[The Republic by Plato]@TWC D-Link bookThe Republic INTRODUCTION AND ANALYSIS 377/474
Dynasties and aristocracies which have disregarded the laws of nature have decreased in numbers and degenerated in stature; 'mariages de convenance' leave their enfeebling stamp on the offspring of them (King Lear).
The marriage of near relations, or the marrying in and in of the same family tends constantly to weakness or idiocy in the children, sometimes assuming the form as they grow older of passionate licentiousness.
The common prostitute rarely has any offspring.
By such unmistakable evidence is the authority of morality asserted in the relations of the sexes: and so many more elements enter into this 'mystery' than are dreamed of by Plato and some other philosophers. Recent enquirers have indeed arrived at the conclusion that among primitive tribes there existed a community of wives as of property, and that the captive taken by the spear was the only wife or slave whom any man was permitted to call his own.

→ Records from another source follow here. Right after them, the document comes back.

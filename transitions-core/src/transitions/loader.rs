//! YAML definition files
//!
//! ```yaml
//! kinds:
//!   - name: back_office_asset
//!     states: [new, in_use, damaged, retired]
//! transitions:
//!   - name: deploy
//!     kind: back_office_asset
//!     sources: [new]
//!     target: in_use
//!     actions: [assign_owner, notify]
//!     permission: can_run_deploy_transition
//! ```

use crate::models::transition::{ObjectKind, TransitionDefinition};
use crate::transitions::error::TransitionResult;
use crate::transitions::registry::ActionRegistry;
use crate::transitions::store::DefinitionStore;
use crate::transitions::validator::{DefinitionValidator, ValidationResult};
use anyhow::{Context, Result};
use serde::{Deserialize, Serialize};
use std::path::Path;
use std::sync::Arc;

/// Object kinds and transitions as written in a definition file
#[derive(Debug, Clone, Default, PartialEq, Serialize, Deserialize)]
pub struct DefinitionFile {
    #[serde(default)]
    pub kinds: Vec<ObjectKind>,
    #[serde(default)]
    pub transitions: Vec<TransitionDefinition>,
}

impl DefinitionFile {
    pub fn from_yaml(content: &str) -> Result<Self> {
        serde_yaml::from_str(content).context("Failed to parse definition YAML")
    }

    /// Read one definition file
    pub fn load<P: AsRef<Path>>(path: P) -> Result<Self> {
        let path = path.as_ref();
        let content = std::fs::read_to_string(path)
            .with_context(|| format!("Failed to read definition file: {}", path.display()))?;
        Self::from_yaml(&content).with_context(|| format!("Invalid definition file: {}", path.display()))
    }

    /// Merge every `.yaml`/`.yml` file of a directory, in file name order
    ///
    /// A missing directory yields an empty set of definitions.
    pub fn load_dir<P: AsRef<Path>>(dir: P) -> Result<Self> {
        let dir = dir.as_ref();
        let mut merged = Self::default();
        if !dir.exists() {
            return Ok(merged);
        }

        let mut paths = Vec::new();
        for entry in std::fs::read_dir(dir)
            .with_context(|| format!("Failed to read definitions directory: {}", dir.display()))?
        {
            let path = entry?.path();
            let is_yaml = matches!(
                path.extension().and_then(|s| s.to_str()),
                Some("yaml") | Some("yml")
            );
            if path.is_file() && is_yaml {
                paths.push(path);
            }
        }
        paths.sort();

        for path in paths {
            let file = Self::load(&path)?;
            tracing::debug!(
                path = %path.display(),
                kinds = file.kinds.len(),
                transitions = file.transitions.len(),
                "Loaded definition file"
            );
            merged.kinds.extend(file.kinds);
            merged.transitions.extend(file.transitions);
        }
        Ok(merged)
    }

    /// Report every problem without building a store
    pub fn validate(&self, registry: &ActionRegistry) -> ValidationResult {
        DefinitionValidator::validate_all(&self.kinds, &self.transitions, registry)
    }

    /// Build a definition store, failing on the first invalid definition
    pub fn into_store(self, registry: Arc<ActionRegistry>) -> TransitionResult<DefinitionStore> {
        let mut store = DefinitionStore::new(registry);
        for kind in self.kinds {
            store.register_kind(kind);
        }
        for definition in self.transitions {
            store.create(definition)?;
        }
        Ok(store)
    }
}
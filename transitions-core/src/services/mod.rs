//! Ambient services shared by the library and the CLI

pub mod logging;

pub use logging::*;
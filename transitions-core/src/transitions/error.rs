//! Error taxonomy of the transition engine

use thiserror::Error;
use uuid::Uuid;

/// Errors surfaced to callers of the registry, store, gate, executor and awaiter
#[derive(Error, Debug)]
pub enum TransitionError {
    #[error("Unknown action '{0}'")]
    UnknownAction(String),

    #[error("Action '{0}' is already registered")]
    DuplicateAction(String),

    #[error("Invalid transition definition '{name}': {reason}")]
    InvalidDefinition { name: String, reason: String },

    #[error("Transition '{name}' not found for object kind '{kind}'")]
    UnknownTransition { kind: String, name: String },

    #[error("Ambiguous transition from '{state}' to '{target}' for '{kind}': {candidates:?}")]
    AmbiguousTransition {
        kind: String,
        state: String,
        target: String,
        candidates: Vec<String>,
    },

    #[error("Actor '{actor}' is not allowed to run transition '{transition}' on {object}")]
    PermissionDenied {
        actor: String,
        transition: String,
        object: String,
    },

    #[error("Invalid transition request for '{transition}': {reason}")]
    InvalidRequest { transition: String, reason: String },

    #[error("Transition run {0} not found")]
    RunNotFound(Uuid),

    #[error(transparent)]
    Storage(#[from] anyhow::Error),
}

impl TransitionError {
    pub(crate) fn invalid_definition(name: &str, reason: impl Into<String>) -> Self {
        TransitionError::InvalidDefinition {
            name: name.to_string(),
            reason: reason.into(),
        }
    }

    pub(crate) fn invalid_request(transition: &str, reason: impl Into<String>) -> Self {
        TransitionError::InvalidRequest {
            transition: transition.to_string(),
            reason: reason.into(),
        }
    }
}

/// Result alias for engine operations
pub type TransitionResult<T> = std::result::Result<T, TransitionError>;

/// Terminal failure signalled by an action
///
/// The executor records it as a failed action result and stops the object's
/// chain; it never reaches the caller of `execute`.
#[derive(Error, Debug, Clone, PartialEq, Eq)]
#[error("{message}")]
pub struct ActionExecutionError {
    pub message: String,
}

impl ActionExecutionError {
    pub fn new(message: impl Into<String>) -> Self {
        Self {
            message: message.into(),
        }
    }
}

impl From<anyhow::Error> for ActionExecutionError {
    fn from(err: anyhow::Error) -> Self {
        Self::new(format!("{:#}", err))
    }
}
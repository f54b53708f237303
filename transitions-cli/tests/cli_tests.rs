use serde_json::Value;
use std::path::{Path, PathBuf};
use std::process::Command;
use tempfile::TempDir;

const DEFINITIONS: &str = r#"
kinds:
  - name: back_office_asset
    states: [new, in_use, damaged, retired]
transitions:
  - name: deploy
    kind: back_office_asset
    sources: [new]
    target: in_use
    actions: [assign_owner, notify]
    permission: can_run_deploy_transition
  - name: scrap
    kind: back_office_asset
    sources: ["*"]
    target: retired
    actions: [fail]
"#;

struct Workspace {
    _dir: TempDir,
    config: PathBuf,
}

impl Workspace {
    fn new() -> Self {
        let dir = tempfile::tempdir().unwrap();
        let definitions = dir.path().join("definitions");
        std::fs::create_dir_all(&definitions).unwrap();
        std::fs::write(definitions.join("assets.yaml"), DEFINITIONS).unwrap();

        let config = dir.path().join("config.toml");
        std::fs::write(
            &config,
            format!(
                "log_level = \"error\"\nstore_path = {:?}\ndefinitions_dir = {:?}\n",
                dir.path().join("store.json"),
                definitions
            ),
        )
        .unwrap();
        Self { _dir: dir, config }
    }

    fn run(&self, args: &[&str]) -> Result<String, String> {
        run_transitions(&self.config, args)
    }
}

pub fn run_transitions(config: &Path, args: &[&str]) -> Result<String, String> {
    let output = Command::new(env!("CARGO_BIN_EXE_transitions"))
        .arg("--config")
        .arg(config)
        .args(args)
        .output()
        .map_err(|e| format!("Failed to run transitions: {}", e))?;

    if !output.status.success() {
        let stdout = String::from_utf8_lossy(&output.stdout);
        let stderr = String::from_utf8_lossy(&output.stderr);
        return Err(format!("Command failed: {}{}", stdout, stderr));
    }

    Ok(String::from_utf8_lossy(&output.stdout).trim().to_string())
}

#[test]
fn test_help_lists_commands() {
    let output = Command::new(env!("CARGO_BIN_EXE_transitions"))
        .arg("--help")
        .output()
        .unwrap();
    let help = String::from_utf8_lossy(&output.stdout);
    for command in ["validate", "list", "run", "set-state", "status", "wait", "history", "metrics", "resume"] {
        assert!(help.contains(command), "missing {} in help", command);
    }
}

#[test]
fn test_validate_definitions_dir() {
    let workspace = Workspace::new();
    let output = workspace.run(&["validate", "--json"]).unwrap();
    let json: Value = serde_json::from_str(&output).unwrap();
    assert_eq!(json["valid"], Value::Bool(true));
    assert_eq!(json["transitions"], 2);
}

#[test]
fn test_list_filters_by_actor_permissions() {
    let workspace = Workspace::new();
    let list = |extra: &[&str]| -> Vec<String> {
        let mut args = vec!["list", "--kind", "back_office_asset", "--state", "new", "--json"];
        args.extend_from_slice(extra);
        let json: Value = serde_json::from_str(&workspace.run(&args).unwrap()).unwrap();
        json.as_array()
            .unwrap()
            .iter()
            .map(|d| d["name"].as_str().unwrap().to_string())
            .collect()
    };

    assert_eq!(list(&[]), vec!["deploy", "scrap"]);
    assert_eq!(list(&["--actor", "guest"]), vec!["scrap"]);
    assert_eq!(
        list(&["--actor", "alice", "--permission", "can_run_deploy_transition"]),
        vec!["deploy", "scrap"]
    );
}

#[test]
fn test_run_then_history_and_metrics() {
    let workspace = Workspace::new();
    workspace
        .run(&["set-state", "back_office_asset:1", "new"])
        .unwrap();

    let denied = workspace.run(&[
        "run",
        "deploy",
        "--object",
        "back_office_asset:1",
        "--actor",
        "guest",
        "--param",
        "assign_owner__owner=bob",
    ]);
    assert!(denied.is_err());

    let output = workspace
        .run(&[
            "run",
            "deploy",
            "--object",
            "back_office_asset:1",
            "--actor",
            "alice",
            "--permission",
            "can_run_deploy_transition",
            "--param",
            "assign_owner__owner=bob",
            "--json",
        ])
        .unwrap();
    let run: Value = serde_json::from_str(&output).unwrap();
    assert_eq!(run["status"], "succeeded");
    let run_id = run["id"].as_str().unwrap().to_string();

    let status: Value =
        serde_json::from_str(&workspace.run(&["status", &run_id, "--json"]).unwrap()).unwrap();
    assert_eq!(status["completed"], 1);
    assert_eq!(status["pending"], 0);

    let history: Value = serde_json::from_str(
        &workspace
            .run(&["history", "--object", "back_office_asset:1", "--json"])
            .unwrap(),
    )
    .unwrap();
    assert_eq!(history.as_array().unwrap().len(), 1);
    assert_eq!(history[0]["target"], "in_use");
    assert_eq!(history[0]["params"]["assign_owner__owner"], "bob");

    // failed scrap leaves the object in use
    assert!(workspace
        .run(&["run", "scrap", "--object", "back_office_asset:1", "--param", "fail__reason=broken"])
        .is_err());

    let metrics: Value =
        serde_json::from_str(&workspace.run(&["metrics", "--json"]).unwrap()).unwrap();
    assert_eq!(metrics["run_count"], 2);
    assert_eq!(metrics["succeeded_count"], 1);
    assert_eq!(metrics["failed_count"], 1);
}

#[test]
fn test_status_of_unknown_run_fails() {
    let workspace = Workspace::new();
    assert!(workspace
        .run(&["status", "00000000-0000-0000-0000-000000000000"])
        .is_err());
}

#[test]
fn test_resume_with_nothing_interrupted() {
    let workspace = Workspace::new();
    let output = workspace.run(&["resume", "--json"]).unwrap();
    let json: Value = serde_json::from_str(&output).unwrap();
    assert!(json.as_array().unwrap().is_empty());
}
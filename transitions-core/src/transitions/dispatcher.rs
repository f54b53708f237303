//! Dispatch of transition runs: inline for synchronous definitions, on a
//! bounded pool of tokio tasks for asynchronous ones

use crate::models::transition::{ObjectRef, TransitionDefinition, TransitionRun};
use crate::transitions::error::{TransitionError, TransitionResult};
use crate::transitions::executor::TransitionExecutor;
use crate::transitions::permission::Actor;
use dashmap::DashMap;
use serde_json::{Map, Value};
use std::sync::Arc;
use tokio::sync::Semaphore;
use tokio::task::JoinHandle;
use uuid::Uuid;

/// Result of asking for a transition
#[derive(Debug)]
pub enum DispatchOutcome {
    /// Ran inline; the finished run
    Completed(TransitionRun),
    /// Queued in the background; poll the run id
    Queued(Uuid),
}

impl DispatchOutcome {
    pub fn run_id(&self) -> Uuid {
        match self {
            DispatchOutcome::Completed(run) => run.id,
            DispatchOutcome::Queued(run_id) => *run_id,
        }
    }
}

/// Routes transition requests to the executor
pub struct TransitionDispatcher {
    executor: Arc<TransitionExecutor>,
    /// Background run handles
    active_runs: Arc<DashMap<Uuid, JoinHandle<TransitionResult<TransitionRun>>>>,
    /// Caps how many background runs execute at once
    permits: Arc<Semaphore>,
}

impl TransitionDispatcher {
    pub fn new(executor: Arc<TransitionExecutor>, max_concurrent_runs: usize) -> Self {
        Self {
            executor,
            active_runs: Arc::new(DashMap::new()),
            permits: Arc::new(Semaphore::new(max_concurrent_runs.max(1))),
        }
    }

    pub fn executor(&self) -> &Arc<TransitionExecutor> {
        &self.executor
    }

    /// Run a transition by name
    ///
    /// Synchronous definitions run to completion before returning;
    /// asynchronous ones are validated and persisted, then queued.
    pub async fn run_transition(
        &self,
        kind: &str,
        name: &str,
        objects: &[ObjectRef],
        actor: Actor,
        params: Map<String, Value>,
    ) -> TransitionResult<DispatchOutcome> {
        let definitions = self.executor.definitions();
        let definition = definitions.get(kind, name)?.clone();

        if definitions.is_async(&definition) {
            let run_id = self.submit(definition, objects, actor, params)?;
            return Ok(DispatchOutcome::Queued(run_id));
        }

        let run = self
            .executor
            .execute(&definition, objects, &actor, params)
            .await?;
        Ok(DispatchOutcome::Completed(run))
    }

    /// Queue a run in the background and return its id
    ///
    /// Validation, authorization and parameter errors are returned here,
    /// before anything is queued.
    pub fn submit(
        &self,
        definition: TransitionDefinition,
        objects: &[ObjectRef],
        actor: Actor,
        params: Map<String, Value>,
    ) -> TransitionResult<Uuid> {
        let run = self.executor.prepare(&definition, objects, &actor, params)?;
        let run_id = run.id;

        let executor = self.executor.clone();
        self.spawn(run_id, async move {
            tracing::info!(run_id = %run_id, transition = %definition.name, "Picked up queued transition run");
            executor.run_prepared(&definition, run_id, &actor).await
        });
        tracing::info!(run_id = %run_id, "Queued transition run");

        Ok(run_id)
    }

    /// Queue every unfinished run in the store that is not executing here
    ///
    /// Meant for startup after a crash or kill. Runs whose definition no
    /// longer exists are left alone.
    pub fn resume_unfinished(&self) -> TransitionResult<Vec<Uuid>> {
        let persistence = self.executor.persistence();
        persistence.refresh()?;

        let mut resumed = Vec::new();
        for run in persistence.find_unfinished_runs() {
            if self.is_running(run.id) {
                continue;
            }
            if let Err(e) = self.executor.definitions().get(&run.kind, &run.transition) {
                tracing::warn!(run_id = %run.id, "Cannot resume run: {}", e);
                continue;
            }

            let run_id = run.id;
            let executor = self.executor.clone();
            self.spawn(run_id, async move { executor.resume_run(run_id).await });
            tracing::info!(run_id = %run_id, transition = %run.transition, "Queued interrupted transition run");
            resumed.push(run_id);
        }
        Ok(resumed)
    }

    fn spawn<F>(&self, run_id: Uuid, run: F)
    where
        F: std::future::Future<Output = TransitionResult<TransitionRun>> + Send + 'static,
    {
        self.prune_finished();
        let permits = self.permits.clone();
        let handle = tokio::spawn(async move {
            let _permit = permits.acquire_owned().await.map_err(|e| {
                TransitionError::Storage(anyhow::anyhow!("Worker pool closed: {}", e))
            })?;
            run.await
        });
        self.active_runs.insert(run_id, handle);
    }

    /// Drop handles of background runs that have finished; their results
    /// stay available from persistence
    fn prune_finished(&self) {
        self.active_runs.retain(|_, handle| !handle.is_finished());
    }

    /// Check if a background run is still executing
    pub fn is_running(&self, run_id: Uuid) -> bool {
        self.active_runs
            .get(&run_id)
            .map_or(false, |handle| !handle.is_finished())
    }

    /// Count of background runs still executing or waiting for a worker
    pub fn active_count(&self) -> usize {
        self.prune_finished();
        self.active_runs.len()
    }

    /// Wait for a run to finish and return it
    pub async fn wait_for_completion(&self, run_id: Uuid) -> TransitionResult<TransitionRun> {
        if let Some((_key, handle)) = self.active_runs.remove(&run_id) {
            match handle.await {
                Ok(result) => result,
                Err(e) => Err(TransitionError::Storage(anyhow::anyhow!(
                    "Transition run task failed: {}",
                    e
                ))),
            }
        } else {
            // not queued here or already pruned, check persistence
            self.executor
                .persistence()
                .get_run(run_id)
                .ok_or(TransitionError::RunNotFound(run_id))
        }
    }
}

#[cfg(test)]
mod tests {
    use super::*;
    use crate::models::transition::{RunStatus, SourceStates};
    use crate::transitions::error::ActionExecutionError;
    use crate::transitions::persistence::RunPersistence;
    use crate::transitions::registry::{ActionContext, ActionRegistry, TransitionAction};
    use crate::transitions::state_store::InMemoryStateStore;
    use crate::transitions::store::DefinitionStore;
    use async_trait::async_trait;
    use std::sync::atomic::{AtomicUsize, Ordering};
    use std::time::Duration;

    /// Slow action tracking how many copies run at once
    struct SlowAction {
        running: Arc<AtomicUsize>,
        peak: Arc<AtomicUsize>,
    }

    #[async_trait]
    impl TransitionAction for SlowAction {
        async fn run(
            &self,
            _ctx: &mut ActionContext<'_>,
            _object: &ObjectRef,
        ) -> Result<(), ActionExecutionError> {
            let now = self.running.fetch_add(1, Ordering::SeqCst) + 1;
            self.peak.fetch_max(now, Ordering::SeqCst);
            tokio::time::sleep(Duration::from_millis(20)).await;
            self.running.fetch_sub(1, Ordering::SeqCst);
            Ok(())
        }

        fn is_async(&self) -> bool {
            true
        }
    }

    fn dispatcher(max_concurrent_runs: usize) -> (TransitionDispatcher, Arc<InMemoryStateStore>, Arc<AtomicUsize>) {
        let peak = Arc::new(AtomicUsize::new(0));
        let mut builder = ActionRegistry::builder();
        builder
            .register(
                "reinstall",
                Arc::new(SlowAction {
                    running: Arc::new(AtomicUsize::new(0)),
                    peak: peak.clone(),
                }),
                vec![],
            )
            .unwrap();

        let mut store = DefinitionStore::new(Arc::new(builder.build()));
        store
            .create(
                TransitionDefinition::new("asset", "reinstall", SourceStates::states(["new"]), "in_use")
                    .with_actions(["reinstall"]),
            )
            .unwrap();
        store
            .create(TransitionDefinition::new("asset", "scrap", SourceStates::Any, "retired"))
            .unwrap();

        let states = Arc::new(InMemoryStateStore::new());
        let executor = TransitionExecutor::new(
            Arc::new(store),
            states.clone(),
            Arc::new(RunPersistence::in_memory()),
        );
        (
            TransitionDispatcher::new(Arc::new(executor), max_concurrent_runs),
            states,
            peak,
        )
    }

    #[tokio::test]
    async fn test_sync_transition_completes_inline() {
        let (dispatcher, states, _) = dispatcher(2);
        let object = ObjectRef::new("asset", "1");
        states.set_state(object.clone(), "new");

        let outcome = dispatcher
            .run_transition("asset", "scrap", &[object.clone()], Actor::new("bob"), Map::new())
            .await
            .unwrap();

        match outcome {
            DispatchOutcome::Completed(run) => assert_eq!(run.status, RunStatus::Succeeded),
            other => panic!("unexpected outcome: {other:?}"),
        }
        assert_eq!(states.state(&object).as_deref(), Some("retired"));
        assert_eq!(dispatcher.active_count(), 0);
    }

    #[tokio::test]
    async fn test_async_transition_is_queued() {
        let (dispatcher, states, _) = dispatcher(2);
        let object = ObjectRef::new("asset", "1");
        states.set_state(object.clone(), "new");

        let outcome = dispatcher
            .run_transition("asset", "reinstall", &[object.clone()], Actor::new("bob"), Map::new())
            .await
            .unwrap();
        let DispatchOutcome::Queued(run_id) = outcome else {
            panic!("expected a queued run");
        };

        let run = dispatcher.wait_for_completion(run_id).await.unwrap();
        assert_eq!(run.status, RunStatus::Succeeded);
        assert_eq!(states.state(&object).as_deref(), Some("in_use"));
        assert!(!dispatcher.is_running(run_id));
    }

    #[tokio::test]
    async fn test_unknown_transition_fails() {
        let (dispatcher, _, _) = dispatcher(1);
        let err = dispatcher
            .run_transition("asset", "teleport", &[ObjectRef::new("asset", "1")], Actor::new("bob"), Map::new())
            .await
            .unwrap_err();
        assert!(matches!(err, TransitionError::UnknownTransition { .. }));
    }

    #[tokio::test]
    async fn test_worker_pool_limits_concurrency() {
        let (dispatcher, states, peak) = dispatcher(1);
        let mut run_ids = Vec::new();
        for i in 0..3 {
            let object = ObjectRef::new("asset", i.to_string());
            states.set_state(object.clone(), "new");
            let outcome = dispatcher
                .run_transition("asset", "reinstall", &[object], Actor::new("bob"), Map::new())
                .await
                .unwrap();
            run_ids.push(outcome.run_id());
        }

        for run_id in run_ids {
            let run = dispatcher.wait_for_completion(run_id).await.unwrap();
            assert_eq!(run.status, RunStatus::Succeeded);
        }
        assert_eq!(peak.load(Ordering::SeqCst), 1);
    }

    #[tokio::test]
    async fn test_finished_handles_are_pruned() {
        let (dispatcher, states, _) = dispatcher(2);
        let object = ObjectRef::new("asset", "1");
        states.set_state(object.clone(), "new");

        let run_id = dispatcher
            .run_transition("asset", "reinstall", &[object], Actor::new("bob"), Map::new())
            .await
            .unwrap()
            .run_id();

        // nobody collects the handle
        tokio::time::timeout(Duration::from_secs(5), async {
            while dispatcher.active_count() > 0 {
                tokio::time::sleep(Duration::from_millis(5)).await;
            }
        })
        .await
        .expect("finished run still counted as active");

        assert!(!dispatcher.is_running(run_id));
        let run = dispatcher.wait_for_completion(run_id).await.unwrap();
        assert_eq!(run.status, RunStatus::Succeeded);
    }

    #[tokio::test]
    async fn test_resume_unfinished_runs() {
        let (dispatcher, states, _) = dispatcher(2);
        let (a, b) = (ObjectRef::new("asset", "1"), ObjectRef::new("asset", "2"));
        states.set_state(a.clone(), "new");
        states.set_state(b.clone(), "new");

        // prepared but never picked up, as after a crash
        let executor = dispatcher.executor().clone();
        let definition = executor.definitions().get("asset", "reinstall").unwrap().clone();
        let pending = executor
            .prepare(&definition, &[a.clone()], &Actor::new("bob"), Map::new())
            .unwrap();
        let done = executor
            .execute(&definition, &[b.clone()], &Actor::new("bob"), Map::new())
            .await
            .unwrap();

        let resumed = dispatcher.resume_unfinished().unwrap();
        assert_eq!(resumed, vec![pending.id]);
        assert!(!resumed.contains(&done.id));

        let run = dispatcher.wait_for_completion(pending.id).await.unwrap();
        assert_eq!(run.status, RunStatus::Succeeded);
        assert_eq!(run.actor, "bob");
        assert_eq!(states.state(&a).as_deref(), Some("in_use"));
        assert!(dispatcher.resume_unfinished().unwrap().is_empty());
    }
}
//! Transition definition store

use crate::models::transition::{ObjectKind, SourceMatch, TransitionDefinition};
use crate::transitions::error::{TransitionError, TransitionResult};
use crate::transitions::permission::{Actor, PermissionGate};
use crate::transitions::registry::{ActionRegistry, RegisteredAction};
use crate::transitions::validator::DefinitionValidator;
use std::collections::{BTreeMap, BTreeSet};
use std::sync::Arc;

/// Validated transition definitions, keyed by object kind and name
///
/// Filled while the process starts, then shared read-only behind an `Arc`.
#[derive(Debug)]
pub struct DefinitionStore {
    registry: Arc<ActionRegistry>,
    /// Valid lifecycle states per object kind
    kinds: BTreeMap<String, BTreeSet<String>>,
    definitions: BTreeMap<(String, String), TransitionDefinition>,
}

impl DefinitionStore {
    pub fn new(registry: Arc<ActionRegistry>) -> Self {
        Self {
            registry,
            kinds: BTreeMap::new(),
            definitions: BTreeMap::new(),
        }
    }

    pub fn registry(&self) -> &Arc<ActionRegistry> {
        &self.registry
    }

    /// Declare the states an object kind may take
    ///
    /// Definitions for a declared kind must use these states; kinds never
    /// declared accept any state name.
    pub fn register_kind(&mut self, kind: ObjectKind) {
        self.kinds.insert(kind.name, kind.states);
    }

    pub fn kind_states(&self, kind: &str) -> Option<&BTreeSet<String>> {
        self.kinds.get(kind)
    }

    /// Validate and store a definition
    pub fn create(&mut self, definition: TransitionDefinition) -> TransitionResult<&TransitionDefinition> {
        let key = (definition.kind.clone(), definition.name.clone());
        if self.definitions.contains_key(&key) {
            return Err(TransitionError::invalid_definition(
                &definition.name,
                format!("a transition with this name already exists for '{}'", definition.kind),
            ));
        }

        let validation = DefinitionValidator::validate_definition(
            &definition,
            &self.registry,
            self.kinds.get(&definition.kind),
        );
        if !validation.is_valid() {
            return Err(TransitionError::invalid_definition(
                &definition.name,
                validation.summary(),
            ));
        }
        for warning in &validation.warnings {
            tracing::warn!(transition = %definition.name, "{}", warning);
        }

        tracing::debug!(
            transition = %definition.name,
            kind = %definition.kind,
            target = %definition.target,
            "Created transition definition"
        );
        Ok(self.definitions.entry(key).or_insert(definition))
    }

    /// Remove a definition; runs referencing it keep their copy of the name
    pub fn remove(&mut self, kind: &str, name: &str) -> Option<TransitionDefinition> {
        self.definitions.remove(&(kind.to_string(), name.to_string()))
    }

    pub fn get(&self, kind: &str, name: &str) -> TransitionResult<&TransitionDefinition> {
        self.definitions
            .get(&(kind.to_string(), name.to_string()))
            .ok_or_else(|| TransitionError::UnknownTransition {
                kind: kind.to_string(),
                name: name.to_string(),
            })
    }

    /// All definitions for a kind, sorted by name
    pub fn definitions_for(&self, kind: &str) -> Vec<&TransitionDefinition> {
        self.definitions
            .values()
            .filter(|d| d.kind == kind)
            .collect()
    }

    pub fn all(&self) -> impl Iterator<Item = &TransitionDefinition> {
        self.definitions.values()
    }

    pub fn len(&self) -> usize {
        self.definitions.len()
    }

    pub fn is_empty(&self) -> bool {
        self.definitions.is_empty()
    }

    /// Definitions applicable to an object in `state`
    ///
    /// Explicit source matches come first, wildcard matches after; each group
    /// is sorted by name.
    pub fn find_applicable(&self, kind: &str, state: &str) -> Vec<&TransitionDefinition> {
        let mut matches: Vec<(SourceMatch, &TransitionDefinition)> = self
            .definitions_for(kind)
            .into_iter()
            .filter_map(|d| d.sources.match_rank(state).map(|rank| (rank, d)))
            .collect();
        // stable sort keeps the name order inside each rank
        matches.sort_by_key(|(rank, _)| *rank);
        matches.into_iter().map(|(_, d)| d).collect()
    }

    /// The single definition moving an object from `state` to `target`
    ///
    /// An explicit source match beats a wildcard one; two candidates of the
    /// same rank are ambiguous.
    pub fn select(&self, kind: &str, state: &str, target: &str) -> TransitionResult<&TransitionDefinition> {
        let candidates: Vec<(SourceMatch, &TransitionDefinition)> = self
            .definitions_for(kind)
            .into_iter()
            .filter(|d| d.target == target)
            .filter_map(|d| d.sources.match_rank(state).map(|rank| (rank, d)))
            .collect();

        let Some(best) = candidates.iter().map(|(rank, _)| *rank).min() else {
            return Err(TransitionError::UnknownTransition {
                kind: kind.to_string(),
                name: format!("{} -> {}", state, target),
            });
        };

        let top: Vec<&TransitionDefinition> = candidates
            .into_iter()
            .filter(|(rank, _)| *rank == best)
            .map(|(_, d)| d)
            .collect();

        match top.as_slice() {
            [single] => Ok(*single),
            _ => Err(TransitionError::AmbiguousTransition {
                kind: kind.to_string(),
                state: state.to_string(),
                target: target.to_string(),
                candidates: top.iter().map(|d| d.name.clone()).collect(),
            }),
        }
    }

    /// Applicable definitions the actor is allowed to run
    pub fn available_for(
        &self,
        gate: &dyn PermissionGate,
        actor: &Actor,
        kind: &str,
        state: &str,
    ) -> Vec<&TransitionDefinition> {
        self.find_applicable(kind, state)
            .into_iter()
            .filter(|d| gate.may_run(actor, d))
            .collect()
    }

    /// Registry entries for a definition's actions in execution order
    pub fn ordered_actions(&self, definition: &TransitionDefinition) -> TransitionResult<Vec<RegisteredAction>> {
        let ordered = DefinitionValidator::order_actions(&definition.actions, &self.registry)
            .map_err(|cycle| {
                TransitionError::invalid_definition(
                    &definition.name,
                    format!("circular run_after requirement: {}", cycle.join(" → ")),
                )
            })?;
        ordered
            .iter()
            .map(|name| self.registry.resolve(name).cloned())
            .collect()
    }

    /// Whether runs of this definition go to the background
    pub fn is_async(&self, definition: &TransitionDefinition) -> bool {
        definition.run_asynchronously
            || definition
                .actions
                .iter()
                .filter_map(|name| self.registry.resolve(name).ok())
                .any(|entry| entry.action.is_async())
    }
}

The partial existence of such customs among some of the lower races of man, and the survival of peculiar ceremonies in the marriages of some civilized nations, are thought to furnish a proof of similar institutions having been once universal. There can be no question that the study of anthropology has considerably changed our views respecting the first appearance of man upon the earth. We know more about the aborigines of the world than formerly, but our increasing knowledge shows above all things how little we know.